I think I solved this..
I used the 'incorrect' label (the rare one) as padding (it used to be correct). Also, using weighted_cross_entropy_with_logits from tensorflow as a loss (https://stackoverflow.com/questions/42158866/neural-network-for-multi-label-classification-with-large-number-of-classes-outpu/47313183#47313183).
My results and predictions are now making more sense and feel more normal lol. I hope they are accurate though.

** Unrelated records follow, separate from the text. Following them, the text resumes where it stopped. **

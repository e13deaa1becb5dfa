//! Diagnostic reporting for the emitter.
//!
//! Every construct the generator refuses to translate, and every layout it
//! can only approximate, ends up here as a [`Diagnostic`]. The CLI renders
//! them through miette.

use crate::location::SourceLocation;
use miette::Diagnostic as MietteDiagnostic;
use std::fmt;
use thiserror::Error;

#[derive(Debug, Clone, Copy, PartialEq, Eq, PartialOrd, Ord)]
pub enum DiagnosticLevel {
    Error,
    Warning,
    Info,
}

/// What went wrong, independent of the message text.
#[derive(Debug, Clone, Copy, PartialEq, Eq, Hash)]
pub enum DiagnosticKind {
    /// Construct with no faithful translation; the declaration was skipped.
    Unsupported,
    /// Layout the target cannot express exactly; emitted best-effort.
    AmbiguousLayout,
    /// Input violates the AST's own invariants.
    Malformed,
    Other,
}

impl fmt::Display for DiagnosticKind {
    fn fmt(&self, f: &mut fmt::Formatter<'_>) -> fmt::Result {
        let s = match self {
            DiagnosticKind::Unsupported => "unsupported",
            DiagnosticKind::AmbiguousLayout => "ambiguous-layout",
            DiagnosticKind::Malformed => "malformed",
            DiagnosticKind::Other => "other",
        };
        f.write_str(s)
    }
}

/// Marker recorded for every native construct that could not be emitted.
#[derive(Debug, Clone, PartialEq, Eq)]
pub struct UnsupportedConstruct {
    pub node_kind: String,
    pub location: SourceLocation,
    pub reason: String,
}

impl UnsupportedConstruct {
    pub fn new(
        node_kind: impl Into<String>,
        location: SourceLocation,
        reason: impl Into<String>,
    ) -> Self {
        Self {
            node_kind: node_kind.into(),
            location,
            reason: reason.into(),
        }
    }
}

impl fmt::Display for UnsupportedConstruct {
    fn fmt(&self, f: &mut fmt::Formatter<'_>) -> fmt::Result {
        write!(
            f,
            "unsupported {} at {}: {}",
            self.node_kind, self.location, self.reason
        )
    }
}

#[derive(Debug, Clone, Error, MietteDiagnostic)]
#[error("{message}")]
pub struct Diagnostic {
    pub level: DiagnosticLevel,
    pub kind: DiagnosticKind,
    pub message: String,
    pub location: Option<SourceLocation>,
    #[help]
    pub help: Option<String>,
}

impl Diagnostic {
    pub fn error(message: impl Into<String>) -> Self {
        Self {
            level: DiagnosticLevel::Error,
            kind: DiagnosticKind::Other,
            message: message.into(),
            location: None,
            help: None,
        }
    }

    pub fn warning(message: impl Into<String>) -> Self {
        Self {
            level: DiagnosticLevel::Warning,
            kind: DiagnosticKind::Other,
            message: message.into(),
            location: None,
            help: None,
        }
    }

    pub fn ambiguous_layout(message: impl Into<String>, location: SourceLocation) -> Self {
        Self::warning(message)
            .with_kind(DiagnosticKind::AmbiguousLayout)
            .with_location(location)
    }

    pub fn malformed(message: impl Into<String>, location: SourceLocation) -> Self {
        Self::error(message)
            .with_kind(DiagnosticKind::Malformed)
            .with_location(location)
    }

    pub fn with_kind(mut self, kind: DiagnosticKind) -> Self {
        self.kind = kind;
        self
    }

    pub fn with_location(mut self, location: SourceLocation) -> Self {
        self.location = Some(location);
        self
    }

    pub fn with_help(mut self, help: impl Into<String>) -> Self {
        self.help = Some(help.into());
        self
    }

    pub fn is_error(&self) -> bool {
        self.level == DiagnosticLevel::Error
    }
}

impl From<UnsupportedConstruct> for Diagnostic {
    fn from(marker: UnsupportedConstruct) -> Self {
        Self {
            level: DiagnosticLevel::Error,
            kind: DiagnosticKind::Unsupported,
            message: format!("unsupported {}: {}", marker.node_kind, marker.reason),
            location: Some(marker.location),
            help: Some("the enclosing declaration was skipped".to_string()),
        }
    }
}

impl fmt::Display for DiagnosticLevel {
    fn fmt(&self, f: &mut fmt::Formatter<'_>) -> fmt::Result {
        let s = match self {
            DiagnosticLevel::Error => "error",
            DiagnosticLevel::Warning => "warning",
            DiagnosticLevel::Info => "info",
        };
        f.write_str(s)
    }
}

HaiyanJiang · 2019-05-09T16:04:12Z

EQUALITY PROBLEM

I had exactly ran into the same problem (accuracy, precision, recall are f1score are equal to each other both on the training set and the validation set for a balanced task) with another dataset which made me look into this, which we can call it the EQUALITY PROBLEM.

I use:
tensorflow version: 1.13.1
tensorflow keras version: 2.2.4-tf

I have combined all the replies and tried all the codes above, and finally come up with two versions.
The first version is to define precison, recall, and f1score as above.
The second version is to use the precison, recall, and f1score defined in keras-metrics (which depends on keras).

CONCLUTION:

The following is the results of the first version, when I try "categorical classfication using softmax with one-hot output", I HAVE EQUALITY PROBLEM. However, when I try "binary classfication using sigmoid with 0-1 vector output", I DO NOT have EQUALITY PROBLEM.

Here is all my codes

"""
Created on Thu May  9 10:36:22 2019
# Example code to show issue:
Trains a simple convnet on the MNIST dataset.
"""

import numpy as np

from tensorflow.keras.datasets import mnist
from tensorflow.keras.models import Sequential
from tensorflow.keras.layers import Dense, Dropout, Activation, Flatten
from tensorflow.keras.layers import Conv2D, MaxPooling2D
from tensorflow.keras.utils import to_categorical
import tensorflow.keras.backend as K

import tensorflow as tf
print("tensorflow version:", tf.VERSION)
print("tensorflow keras version:", tf.keras.__version__)

def mcor(y_true, y_pred):
    # matthews_correlation
    y_pred_pos = K.round(K.clip(y_pred, 0, 1))
    y_pred_neg = 1 - y_pred_pos
    y_pos = K.round(K.clip(y_true, 0, 1))
    y_neg = 1 - y_pos
    tp = K.sum(y_pos * y_pred_pos)
    tn = K.sum(y_neg * y_pred_neg)
    fp = K.sum(y_neg * y_pred_pos)
    fn = K.sum(y_pos * y_pred_neg)
    numerator = (tp * tn - fp * fn)
    denominator = K.sqrt((tp + fp) * (tp + fn) * (tn + fp) * (tn + fn))
    return numerator / (denominator + K.epsilon())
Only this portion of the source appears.